# Problem to solve
In the material below, find the line that contains "optional_text(code).map(|c| c.to_uppercase())" and the line that contains "assert_eq!(appt.subtotal.amount(), 250);", then write out exactly those two lines and everything between them.

--- The input Enclosed Below ---

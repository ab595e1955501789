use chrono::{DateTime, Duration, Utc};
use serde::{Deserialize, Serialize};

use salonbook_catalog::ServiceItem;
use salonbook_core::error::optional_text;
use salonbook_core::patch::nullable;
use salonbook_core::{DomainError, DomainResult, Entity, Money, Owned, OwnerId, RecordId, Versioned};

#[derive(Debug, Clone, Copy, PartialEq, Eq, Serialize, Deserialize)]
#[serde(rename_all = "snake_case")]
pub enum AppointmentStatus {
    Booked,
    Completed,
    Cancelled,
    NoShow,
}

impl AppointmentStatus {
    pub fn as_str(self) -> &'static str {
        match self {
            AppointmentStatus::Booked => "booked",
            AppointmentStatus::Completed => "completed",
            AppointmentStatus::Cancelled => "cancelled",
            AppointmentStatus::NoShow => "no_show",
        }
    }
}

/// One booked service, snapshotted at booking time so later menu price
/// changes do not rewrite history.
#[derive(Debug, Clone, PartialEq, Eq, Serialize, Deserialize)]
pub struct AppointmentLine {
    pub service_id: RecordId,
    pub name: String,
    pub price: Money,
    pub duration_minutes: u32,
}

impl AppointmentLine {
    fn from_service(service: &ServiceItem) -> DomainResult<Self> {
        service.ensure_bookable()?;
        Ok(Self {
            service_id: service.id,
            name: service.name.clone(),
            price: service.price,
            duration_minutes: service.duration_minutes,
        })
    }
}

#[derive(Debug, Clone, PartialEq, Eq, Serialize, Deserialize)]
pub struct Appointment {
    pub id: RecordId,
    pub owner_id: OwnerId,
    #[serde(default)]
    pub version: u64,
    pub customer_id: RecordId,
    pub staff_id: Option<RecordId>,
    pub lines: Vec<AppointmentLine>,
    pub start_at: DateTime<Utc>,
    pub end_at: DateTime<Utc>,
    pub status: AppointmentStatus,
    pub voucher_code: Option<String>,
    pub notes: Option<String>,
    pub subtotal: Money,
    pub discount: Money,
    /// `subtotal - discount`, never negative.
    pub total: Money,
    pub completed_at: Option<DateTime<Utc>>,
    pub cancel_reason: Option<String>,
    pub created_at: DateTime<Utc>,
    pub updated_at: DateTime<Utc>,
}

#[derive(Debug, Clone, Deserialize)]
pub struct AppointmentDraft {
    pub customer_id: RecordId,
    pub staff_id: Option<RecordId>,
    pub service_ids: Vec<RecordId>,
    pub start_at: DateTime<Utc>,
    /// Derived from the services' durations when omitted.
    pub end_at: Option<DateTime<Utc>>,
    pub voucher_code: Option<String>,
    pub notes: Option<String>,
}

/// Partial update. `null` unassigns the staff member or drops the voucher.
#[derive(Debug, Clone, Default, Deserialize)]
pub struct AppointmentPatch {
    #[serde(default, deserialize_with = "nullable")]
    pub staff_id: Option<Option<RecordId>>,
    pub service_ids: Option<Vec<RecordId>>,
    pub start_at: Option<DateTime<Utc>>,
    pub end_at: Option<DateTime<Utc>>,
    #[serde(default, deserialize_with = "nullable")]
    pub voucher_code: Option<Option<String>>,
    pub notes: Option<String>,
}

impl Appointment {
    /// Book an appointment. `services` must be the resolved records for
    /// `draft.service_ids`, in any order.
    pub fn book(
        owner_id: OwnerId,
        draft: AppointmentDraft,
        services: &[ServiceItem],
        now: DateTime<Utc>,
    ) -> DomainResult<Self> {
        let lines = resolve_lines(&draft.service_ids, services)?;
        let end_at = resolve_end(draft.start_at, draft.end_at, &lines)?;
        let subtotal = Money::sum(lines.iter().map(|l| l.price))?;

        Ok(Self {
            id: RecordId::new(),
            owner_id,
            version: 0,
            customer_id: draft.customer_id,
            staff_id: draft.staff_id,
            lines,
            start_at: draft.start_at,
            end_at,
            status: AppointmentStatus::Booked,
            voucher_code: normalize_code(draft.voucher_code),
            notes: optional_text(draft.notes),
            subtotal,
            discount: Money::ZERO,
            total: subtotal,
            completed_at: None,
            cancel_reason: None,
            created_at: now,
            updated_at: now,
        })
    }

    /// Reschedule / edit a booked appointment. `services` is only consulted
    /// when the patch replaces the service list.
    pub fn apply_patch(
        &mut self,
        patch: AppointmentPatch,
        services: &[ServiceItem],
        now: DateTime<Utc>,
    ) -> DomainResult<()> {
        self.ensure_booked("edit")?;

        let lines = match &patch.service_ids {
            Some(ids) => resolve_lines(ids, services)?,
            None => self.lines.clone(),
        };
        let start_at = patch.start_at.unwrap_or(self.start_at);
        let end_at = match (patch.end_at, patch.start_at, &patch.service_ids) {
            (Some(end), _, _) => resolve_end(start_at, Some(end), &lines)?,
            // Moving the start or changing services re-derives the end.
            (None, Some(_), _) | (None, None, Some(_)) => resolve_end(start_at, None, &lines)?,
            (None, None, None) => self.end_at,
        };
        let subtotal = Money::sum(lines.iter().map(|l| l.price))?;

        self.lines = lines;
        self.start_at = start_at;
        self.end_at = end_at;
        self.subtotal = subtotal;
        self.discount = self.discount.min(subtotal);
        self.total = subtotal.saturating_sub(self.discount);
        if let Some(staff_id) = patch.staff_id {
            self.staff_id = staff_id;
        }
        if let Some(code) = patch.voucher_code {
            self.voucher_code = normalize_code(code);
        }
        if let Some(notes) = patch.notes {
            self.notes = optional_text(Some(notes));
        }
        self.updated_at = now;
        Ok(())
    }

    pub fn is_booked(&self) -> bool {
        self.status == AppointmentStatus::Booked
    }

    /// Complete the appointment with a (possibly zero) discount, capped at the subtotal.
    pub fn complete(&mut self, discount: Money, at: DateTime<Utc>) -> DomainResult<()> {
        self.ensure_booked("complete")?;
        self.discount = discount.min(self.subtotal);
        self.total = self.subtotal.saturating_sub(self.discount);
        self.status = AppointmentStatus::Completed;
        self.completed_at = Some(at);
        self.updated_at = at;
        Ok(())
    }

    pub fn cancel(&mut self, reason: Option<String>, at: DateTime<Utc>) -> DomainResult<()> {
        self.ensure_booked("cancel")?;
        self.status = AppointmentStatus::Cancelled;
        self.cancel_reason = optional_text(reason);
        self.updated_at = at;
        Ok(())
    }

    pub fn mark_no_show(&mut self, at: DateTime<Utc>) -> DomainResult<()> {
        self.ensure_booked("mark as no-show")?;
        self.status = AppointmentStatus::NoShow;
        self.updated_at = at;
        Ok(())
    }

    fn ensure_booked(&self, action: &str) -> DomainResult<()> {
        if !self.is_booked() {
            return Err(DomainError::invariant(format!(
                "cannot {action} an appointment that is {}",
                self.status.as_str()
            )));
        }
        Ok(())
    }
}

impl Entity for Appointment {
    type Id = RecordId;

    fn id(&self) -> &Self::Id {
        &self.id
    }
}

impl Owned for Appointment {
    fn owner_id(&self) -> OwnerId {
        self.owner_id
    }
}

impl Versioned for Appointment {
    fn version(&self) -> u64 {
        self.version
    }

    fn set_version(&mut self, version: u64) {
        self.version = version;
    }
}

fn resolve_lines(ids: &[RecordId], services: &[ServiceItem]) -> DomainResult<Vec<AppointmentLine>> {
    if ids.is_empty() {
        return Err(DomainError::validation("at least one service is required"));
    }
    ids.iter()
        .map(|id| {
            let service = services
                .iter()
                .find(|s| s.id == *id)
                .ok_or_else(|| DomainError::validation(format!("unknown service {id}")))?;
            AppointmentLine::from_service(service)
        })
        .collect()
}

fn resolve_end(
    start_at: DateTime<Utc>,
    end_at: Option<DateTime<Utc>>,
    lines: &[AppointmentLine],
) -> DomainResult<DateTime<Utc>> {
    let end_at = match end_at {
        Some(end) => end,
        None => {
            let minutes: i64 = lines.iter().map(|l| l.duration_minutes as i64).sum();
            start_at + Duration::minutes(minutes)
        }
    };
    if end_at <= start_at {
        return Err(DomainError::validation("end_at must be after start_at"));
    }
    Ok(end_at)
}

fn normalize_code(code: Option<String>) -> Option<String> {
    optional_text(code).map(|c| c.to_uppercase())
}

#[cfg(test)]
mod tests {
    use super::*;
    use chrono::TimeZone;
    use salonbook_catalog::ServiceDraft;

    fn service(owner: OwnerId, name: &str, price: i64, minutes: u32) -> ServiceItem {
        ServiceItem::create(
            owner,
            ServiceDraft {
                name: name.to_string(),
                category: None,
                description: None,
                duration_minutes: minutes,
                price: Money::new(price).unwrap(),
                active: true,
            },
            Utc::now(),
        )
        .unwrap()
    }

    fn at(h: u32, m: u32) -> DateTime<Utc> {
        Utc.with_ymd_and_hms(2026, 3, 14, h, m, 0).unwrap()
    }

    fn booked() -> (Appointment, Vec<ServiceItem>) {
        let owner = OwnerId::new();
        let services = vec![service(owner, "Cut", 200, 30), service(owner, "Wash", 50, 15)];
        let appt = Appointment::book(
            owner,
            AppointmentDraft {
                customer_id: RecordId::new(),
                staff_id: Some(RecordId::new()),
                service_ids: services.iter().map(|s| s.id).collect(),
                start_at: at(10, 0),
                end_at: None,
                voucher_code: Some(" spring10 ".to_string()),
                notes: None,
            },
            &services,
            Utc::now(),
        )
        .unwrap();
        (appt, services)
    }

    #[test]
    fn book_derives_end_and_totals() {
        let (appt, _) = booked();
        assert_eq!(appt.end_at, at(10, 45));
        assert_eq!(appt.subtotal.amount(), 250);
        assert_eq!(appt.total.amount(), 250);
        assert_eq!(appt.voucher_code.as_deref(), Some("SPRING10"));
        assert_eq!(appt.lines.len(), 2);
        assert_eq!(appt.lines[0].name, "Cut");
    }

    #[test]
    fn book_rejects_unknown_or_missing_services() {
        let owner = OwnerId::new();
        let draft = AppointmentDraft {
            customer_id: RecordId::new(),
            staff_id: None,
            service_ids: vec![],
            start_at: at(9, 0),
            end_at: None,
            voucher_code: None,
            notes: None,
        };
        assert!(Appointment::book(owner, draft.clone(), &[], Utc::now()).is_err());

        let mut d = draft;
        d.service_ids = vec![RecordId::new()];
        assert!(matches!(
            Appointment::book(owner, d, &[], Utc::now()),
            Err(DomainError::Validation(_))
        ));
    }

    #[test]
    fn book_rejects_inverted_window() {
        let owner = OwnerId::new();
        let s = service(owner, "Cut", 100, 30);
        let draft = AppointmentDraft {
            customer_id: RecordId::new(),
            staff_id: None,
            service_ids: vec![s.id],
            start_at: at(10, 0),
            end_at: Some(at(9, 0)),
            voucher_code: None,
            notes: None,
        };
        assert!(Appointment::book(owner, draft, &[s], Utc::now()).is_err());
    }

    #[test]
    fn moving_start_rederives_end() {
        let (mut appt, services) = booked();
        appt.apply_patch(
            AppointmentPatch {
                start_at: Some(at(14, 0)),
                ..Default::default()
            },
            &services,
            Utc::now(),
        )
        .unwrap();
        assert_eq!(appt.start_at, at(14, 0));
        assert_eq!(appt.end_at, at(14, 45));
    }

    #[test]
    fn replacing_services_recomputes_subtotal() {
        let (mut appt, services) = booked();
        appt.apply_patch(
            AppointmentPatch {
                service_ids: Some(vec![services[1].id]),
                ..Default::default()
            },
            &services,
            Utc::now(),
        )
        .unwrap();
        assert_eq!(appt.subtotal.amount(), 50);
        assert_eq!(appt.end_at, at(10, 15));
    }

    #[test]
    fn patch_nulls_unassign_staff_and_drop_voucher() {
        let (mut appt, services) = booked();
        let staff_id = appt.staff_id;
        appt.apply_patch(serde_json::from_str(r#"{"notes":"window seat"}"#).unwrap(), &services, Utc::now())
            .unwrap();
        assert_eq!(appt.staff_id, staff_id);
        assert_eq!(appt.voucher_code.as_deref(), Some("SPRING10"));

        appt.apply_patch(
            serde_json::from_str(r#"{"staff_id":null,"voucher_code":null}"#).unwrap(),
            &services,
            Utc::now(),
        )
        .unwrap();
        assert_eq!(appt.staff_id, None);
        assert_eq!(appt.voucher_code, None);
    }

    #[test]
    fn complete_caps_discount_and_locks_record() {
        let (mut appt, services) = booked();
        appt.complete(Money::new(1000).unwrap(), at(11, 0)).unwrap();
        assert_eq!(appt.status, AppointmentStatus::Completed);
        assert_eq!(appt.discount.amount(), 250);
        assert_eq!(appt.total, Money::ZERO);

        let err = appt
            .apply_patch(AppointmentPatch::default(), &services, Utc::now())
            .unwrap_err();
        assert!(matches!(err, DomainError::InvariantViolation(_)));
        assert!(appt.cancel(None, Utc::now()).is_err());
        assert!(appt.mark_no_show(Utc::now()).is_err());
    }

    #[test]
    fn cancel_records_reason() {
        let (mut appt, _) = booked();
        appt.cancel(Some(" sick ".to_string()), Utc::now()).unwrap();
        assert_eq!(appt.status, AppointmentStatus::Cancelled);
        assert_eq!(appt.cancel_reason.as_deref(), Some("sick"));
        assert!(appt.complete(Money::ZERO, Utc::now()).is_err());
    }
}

--- End of Enclosed The input ---

# Your response
    optional_text(code).map(|c| c.to_uppercase())
}

#[cfg(test)]
mod tests {
    use super::*;
    use chrono::TimeZone;
    use salonbook_catalog::ServiceDraft;

    fn service(owner: OwnerId, name: &str, price: i64, minutes: u32) -> ServiceItem {
        ServiceItem::create(
            owner,
            ServiceDraft {
                name: name.to_string(),
                category: None,
                description: None,
                duration_minutes: minutes,
                price: Money::new(price).unwrap(),
                active: true,
            },
            Utc::now(),
        )
        .unwrap()
    }

    fn at(h: u32, m: u32) -> DateTime<Utc> {
        Utc.with_ymd_and_hms(2026, 3, 14, h, m, 0).unwrap()
    }

    fn booked() -> (Appointment, Vec<ServiceItem>) {
        let owner = OwnerId::new();
        let services = vec![service(owner, "Cut", 200, 30), service(owner, "Wash", 50, 15)];
        let appt = Appointment::book(
            owner,
            AppointmentDraft {
                customer_id: RecordId::new(),
                staff_id: Some(RecordId::new()),
                service_ids: services.iter().map(|s| s.id).collect(),
                start_at: at(10, 0),
                end_at: None,
                voucher_code: Some(" spring10 ".to_string()),
                notes: None,
            },
            &services,
            Utc::now(),
        )
        .unwrap();
        (appt, services)
    }

    #[test]
    fn book_derives_end_and_totals() {
        let (appt, _) = booked();
        assert_eq!(appt.end_at, at(10, 45));
        assert_eq!(appt.subtotal.amount(), 250);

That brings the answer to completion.